Вначале это был словно какой-то неясный гул, который все обволакивал и обволакивал его, а когда все захлестнул собою, то что-то вспыхнуло вдали и все, к чему он готовился всю жизнь, для чего и была его жизнь назначена, все включилось и переполнило Воронова. Он знал, что к нему подступает его собственная мысль. Мысль не вторичная, не посредственная, но значительная и главная.
Воронов знал, что одна — главная — мысль жизни может прийти по-разному: она может прийти, если над ней бьешься всю жизнь, она может прийти сразу и мгновенно осчастливить человека, она может даже присниться — это неважно. Важно, что к нему она обязательно придет. И теперь он уже не сомневался в этом.
Воронов уезжал за город или шел в кино на десятичасовой сеанс, после кино обязательно ел мороженое, бродил по жаркому городу, вечером гулял в Летнем саду, подолгу сидел у Невы на Кутузовской набережной… Что бы он ни делал, куда бы ни шел, его ни на мгновение не покидала собственная мысль. И больше того, он сразу забывал просмотренный фильм, и с кем разговаривал утром, и что ел десять минут назад. Ему было безразлично, что есть, что делать и куда ходить. Он должен просуществовать то время, пока полностью не додумает свою мысль, и он существовал. Мысль же, казалось ему, не покидает его даже во сне.
И однажды Воронов почувствовал, что эта главная мысль из размытого неясного гула принимает ясные очертания, и он уже мог прикоснуться к ней руками, потрогать ее. Он шел по Кировскому проспекту и вдруг увидел свою мысль целиком, и она показалась ему такой важной и прекрасной, что от неожиданности он прислонился к решетке у школы против большого гастронома, не мог сдержать себя и легко засмеялся. И даже приговаривал: «Вот так так! Вот так так!»
Однако ж он не мог высказать свою мысль четко, не мог ее рассказать даже самому себе, потому что хоть Воронов не сомневался в важности ее, хоть и чувствовал себя сейчас самым главным человеком на свете, хоть знал, что мысль его — истина, однако ж понимал, что истина всегда конкретна и поэтому ее нужно одеть в подробности, голая истина — еще не истина, идея вечного двигателя гениальна, однако ж сделать двигатель этот нельзя, и все у Воронова только начинается, и если для важной мысли нужно особое состояние и большое везение, то для подробностей нужны знания, и теперь Воронов чувствовал себя на вершине опыта лечения человеческого сердца, он был уверен, что все, что можно знать о больном сердце до появления его собственной мысли, он, Воронов, знает.

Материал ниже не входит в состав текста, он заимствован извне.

//
// Copyright (c) The Holo Core Contributors
//
// SPDX-License-Identifier: MIT
//

use std::collections::{BTreeMap, BTreeSet};
use std::net::{IpAddr, Ipv4Addr};
use std::sync::Arc;
use std::sync::atomic::{self, AtomicU32};

use chrono::{DateTime, Utc};
use rbgp_utils::bgp::AfiSafi;
use rbgp_utils::task::{IntervalTask, Task, TimeoutTask};
use serde::{Deserialize, Serialize};
use tokio::sync::mpsc::{self, Sender, UnboundedSender};

use crate::config::{InstanceCfg, NeighborCfg, PeerRole};
use crate::debug::Debug;
use crate::error::{Error, NbrRxError};
use crate::instance::InstanceView;
use crate::network::{ConnDirection, ConnInfo, Connection};
use crate::packet::consts::{
    AS_TRANS, AddPathMode, AfiSafiExt, BGP_VERSION, CeaseSubcode, ErrorCode,
    FsmErrorSubcode, GrAfiFlags, GrRestartFlags,
};
use crate::packet::message::{
    AddPathTuple, Capability, DecodeCxt, EncodeCxt, GrTuple, KeepaliveMsg,
    Message, NegotiatedCapability, NotificationMsg, OpenMsg, RouteRefreshMsg,
    add_path_mode, afi_safi_enabled, graceful_restart_enabled, negotiate,
};
use crate::registry::{Admission, RegistryError, SessionId};
use crate::rib::sync::SyncTracker;
use crate::rib::table::PeerInfo;
use crate::tasks::messages::input::{NbrRxMsg, NbrTimerMsg, TcpConnectMsg};
use crate::tasks::messages::output::NbrTxMsg;
use crate::{events, tasks};

// Large hold-time used during session initialization.
const LARGE_HOLDTIME: u16 = 240;

// BGP neighbor.
#[derive(Debug)]
pub struct Neighbor {
    pub remote_addr: IpAddr,
    pub config: NeighborCfg,
    pub state: fsm::State,
    pub conn_id: Option<u64>,
    pub conn_info: Option<ConnInfo>,
    pub direction: Option<ConnDirection>,
    pub identifier: Option<Ipv4Addr>,
    pub holdtime_nego: Option<u16>,
    pub capabilities_adv: BTreeSet<Capability>,
    pub capabilities_rcvd: BTreeSet<Capability>,
    pub capabilities_nego: BTreeSet<NegotiatedCapability>,
    // Tables exchanged over the current session.
    pub session_tables: BTreeSet<AfiSafi>,
    // Tables holding stale routes from a previous session.
    pub stale_tables: BTreeSet<AfiSafi>,
    pub sync: SyncTracker,
    pub notification_sent: Option<(DateTime<Utc>, NotificationMsg)>,
    pub notification_rcvd: Option<(DateTime<Utc>, NotificationMsg)>,
    pub last_established: Option<DateTime<Utc>>,
    pub statistics: NeighborStatistics,
    pub tasks: NeighborTasks,
    pub gr_restart: Option<TimeoutTask>,
    pub pending: Option<PendingConn>,
    pub msg_txp: Option<UnboundedSender<NbrTxMsg>>,
}

// BGP peer type.
#[derive(Clone, Copy, Debug, Eq, PartialEq)]
#[derive(Deserialize, Serialize)]
pub enum PeerType {
    Internal,
    External,
}

// Neighbor statistics.
#[derive(Debug, Default)]
pub struct NeighborStatistics {
    pub established_transitions: u32,
    pub msgs_rcvd: MessageStatistics,
    pub msgs_sent: MessageStatistics,
}

// Inbound and outbound message counters.
#[derive(Debug, Default)]
pub struct MessageStatistics {
    pub total: Arc<AtomicU32>,
    pub updates: u32,
    pub notifications: u32,
    pub route_refreshes: u32,
}

// Neighbor tasks.
#[derive(Debug, Default)]
pub struct NeighborTasks {
    pub autostart: Option<TimeoutTask>,
    pub connect: Option<Task<()>>,
    pub connect_retry: Option<TimeoutTask>,
    pub tcp_rx: Option<Task<()>>,
    pub keepalive: Option<IntervalTask>,
    pub holdtime: Option<TimeoutTask>,
}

Все так же проводил он свое время, понимая, что его существование значения не имеет, имеет значение лишь его идея, его же существование оправдано лишь тем, что его идею никто не знает и, если пропадет Воронов, пропадет и она.
И поэтому нужно делать зарядку, вовремя есть и гулять, чтобы не пропали силы, спать, чтобы мозг не истощился раньше времени. И когда ему удавалось особенно ловко пригнать колесико к колесику и винтик к винтику в своей мысли, он легко и удивленно приговаривал «ну-ну» и кулаком правой руки бил левую ладонь.
Однажды вечером Воронов понял, что все, что он мог продумать, он продумал. Остальное же — вопрос времени и дела. И можно проверить свою мысль на другом человеке. Необходимо посоветоваться с Леней — это единственный близкий Воронову человек. И нужно как можно скорее встретиться с Сосниным. Могли быть сомнения в выполнении опытов, но в том, что нужно приступить к делу, Воронов не сомневался. И его охватило нетерпение. Соснин придет в клинику только через месяц, и хоть Воронов знал, что этот месяц ничего не может изменить в работе, рассчитанной на многие годы, ждать он не мог. И он позвонил Соснину домой. Трубку взяла Дарья Георгиевна, жена Соснина.